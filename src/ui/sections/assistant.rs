// SPDX-License-Identifier: MPL-2.0
//! Mentor section: a brand-tinted panel inviting the user to summon the
//! assistant. The panel fades in once the reveal tracker latches it.

use iced::alignment::Horizontal;
use iced::widget::{container, text, Column, Container, Text};
use iced::{Border, Color, Element, Length, Theme};

use crate::app::section::{RevealTarget, MENTOR_HEIGHT};
use crate::app::{App, Message};
use crate::ui::design_tokens::{radius, sizing, spacing, typography};
use crate::ui::sections::{faded, hero};

/// Background alpha of the fully revealed panel tint.
const PANEL_TINT: f32 = 0.08;

pub fn view(app: &App) -> Element<'_, Message> {
    let colors = &app.theme.colors;
    let entrance = app.entrance(RevealTarget::MentorPanel);

    let heading_color = faded(colors.text_primary, entrance);
    let heading = Text::new(app.i18n.tr("mentor-heading"))
        .size(typography::TITLE_LG)
        .align_x(Horizontal::Center)
        .style(move |_theme: &Theme| text::Style {
            color: Some(heading_color),
        });

    let body_color = faded(colors.text_secondary, entrance);
    let body = Text::new(app.i18n.tr("mentor-body"))
        .size(typography::BODY_LG)
        .align_x(Horizontal::Center)
        .style(move |_theme: &Theme| text::Style {
            color: Some(body_color),
        });

    let cta = hero::cta_button(app.i18n.tr("mentor-cta"))
        .on_press(Message::MentorCtaPressed)
        .style(hero::primary_cta_style);

    let tint = faded(
        Color {
            a: PANEL_TINT,
            ..colors.brand_primary
        },
        entrance,
    );
    let hairline = faded(colors.surface_tertiary, entrance);
    let panel = Container::new(
        Column::new()
            .spacing(spacing::LG)
            .align_x(Horizontal::Center)
            .push(heading)
            .push(body)
            .push(cta),
    )
    .max_width(sizing::CONTENT_MAX_WIDTH)
    .padding(spacing::XL)
    .style(move |_theme: &Theme| container::Style {
        background: Some(tint.into()),
        border: Border {
            color: hairline,
            width: 1.0,
            radius: radius::LG.into(),
        },
        ..Default::default()
    });

    Container::new(panel)
        .center_x(Length::Fill)
        .center_y(Length::Fixed(MENTOR_HEIGHT))
        .padding([0.0, spacing::XL])
        .into()
}
// SPDX-License-Identifier: MPL-2.0
//! The four page sections of the landing window, in scroll order.
//!
//! Every section view takes the whole [`App`](crate::app::App) because the
//! sections read cross-cutting state: the reveal tracker, the motion state
//! machines, and the active color scheme. Section heights are fixed by
//! `app::section` so the views and the scroll geometry cannot drift apart.

pub mod assistant;
pub mod features;
pub mod footer;
pub mod hero;

use iced::Color;

/// A color with its alpha scaled by an entrance progress factor.
///
/// Revealed content fades in by ramping every color it paints with, so a
/// section at progress zero is fully transparent rather than absent.
pub(crate) fn faded(color: Color, alpha: f32) -> Color {
    Color {
        a: color.a * alpha.clamp(0.0, 1.0),
        ..color
    }
}

#[cfg(test)]
mod tests {
    use super::*;
    use crate::test_utils::{assert_abs_diff_eq, F32_EPSILON};

    #[test]
    fn fading_scales_existing_alpha() {
        let half = Color {
            a: 0.5,
            ..Color::BLACK
        };
        assert_abs_diff_eq!(faded(half, 0.5).a, 0.25, epsilon = F32_EPSILON);
    }

    #[test]
    fn fade_factor_is_clamped() {
        assert_abs_diff_eq!(faded(Color::WHITE, 1.5).a, 1.0, epsilon = F32_EPSILON);
        assert_abs_diff_eq!(faded(Color::WHITE, -0.5).a, 0.0, epsilon = F32_EPSILON);
    }
}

--------------------------------------------------

About this task:
State how many lines of the listing hold the string "typography"; reply with the number and nothing else.

Written response:
3